In my day job, I run a lab dedicated to research and development in AI for law enforcement and community safety. We’re preoccupied with building what’s euphemistically described as “technology for social good.” Yes, it’s a trite description, but it does at least hint at a flip side. And that flip side, the misuse of AI technology, is growing fast.
In this category go a slew of harms that range from riding roughshod over intellectual property (stealing copyrighted material to train algorithms) through to the illegal and abhorrent (creating child abuse material). Beyond these extreme examples, a whole heap of downright dodginess is emerging in the name of AI “innovation.”
In response, a patchwork quilt of rules is being constructed across the world that tries to graft ethical and legal constraints onto the technology. But the financial and political forces at play are so powerful that we are seriously entertaining the idea that regulation and safety should play second fiddle to getting the technology out the door and into the hands of everyone. Don’t worry — it’s not that bad, in fact it will probably be good for us… Cigarette anyone?

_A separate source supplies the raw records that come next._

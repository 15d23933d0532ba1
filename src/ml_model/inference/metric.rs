use std::fs;

use plotly::{
    common::{color::NamedColor, Line, Mode, Title},
    Layout, Plot, Scatter,
};

use crate::error::ForecastError;
use crate::ml_model::{ExperimentReport, ModelReport};
use crate::price_data::{scale::StandardScaler, FEATURES, FEATURE_NAMES};

fn trace_color(report: &ModelReport) -> NamedColor {
    use crate::ml_model::model::Architecture;

    match report.architecture {
        Architecture::SimpleRnn => NamedColor::Crimson,
        Architecture::Lstm => NamedColor::RoyalBlue,
        Architecture::Gru => NamedColor::SeaGreen,
    }
}

/// Renders one comparison chart per feature per forecast step: the actual
/// price line in black, one colored line per trained model, all mapped back
/// into price units. Charts land under `<out_dir>/charts` as html files.
pub fn plot_forecasts(
    report: &ExperimentReport,
    scaler: &StandardScaler,
    future_steps: usize,
    out_dir: &str,
) -> Result<(), ForecastError> {
    let chart_dir = format!("{out_dir}/charts");
    fs::create_dir_all(&chart_dir)?;

    let days: Vec<usize> = (0..report.test_targets.len()).collect();

    for step in 0..future_steps {
        for (feature, feature_name) in FEATURE_NAMES.iter().enumerate() {
            let column = step * FEATURES + feature;

            let actual: Vec<f64> = report
                .test_targets
                .iter()
                .map(|row| scaler.inverse(feature, row[column]))
                .collect();

            let mut plot = Plot::new();
            plot.add_trace(
                Scatter::new(days.clone(), actual)
                    .mode(Mode::Lines)
                    .name("Actual")
                    .line(Line::new().color(NamedColor::Black)),
            );

            for model in &report.models {
                let predicted: Vec<f64> = model
                    .predictions
                    .iter()
                    .map(|row| scaler.inverse(feature, row[column]))
                    .collect();

                plot.add_trace(
                    Scatter::new(days.clone(), predicted)
                        .mode(Mode::Lines)
                        .name(model.architecture.to_string().as_str())
                        .line(Line::new().color(trace_color(model))),
                );
            }

            let title = format!("{feature_name} forecast, {} day(s) ahead", step + 1);
            plot.set_layout(Layout::new().title(Title::new(title.as_str())));

            let path = format!(
                "{chart_dir}/{}_step{}.html",
                feature_name.to_lowercase(),
                step + 1
            );
            plot.write_html(&path);
            log::info!("wrote chart {path}");
        }
    }

    Ok(())
}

It’s always refreshing when the AI behemoth gets a poke, and Emily Bender and Alex Hanna invite us to get real with their well-researched and entertaining book, The AI Con. They’re highly qualified to do so. Hanna, formerly part of Google’s “Ethical AI” team, is a sociologist whose work examines data-driven socio-technical inequality. Bender is a linguist and incisive AI critic who, among many scholarly attacks on the way the technology is sold to us, has labelled large language models (the technology behind systems such as ChatGPT) “stochastic parrots.” We know where we’re going with a book subtitled “How to Fight Big Tech’s Hype and Create the Future We Want,” and Bender and Hanna don’t hold back. They are, in their words, scaling the ever-rising AI “bullshit mountain.”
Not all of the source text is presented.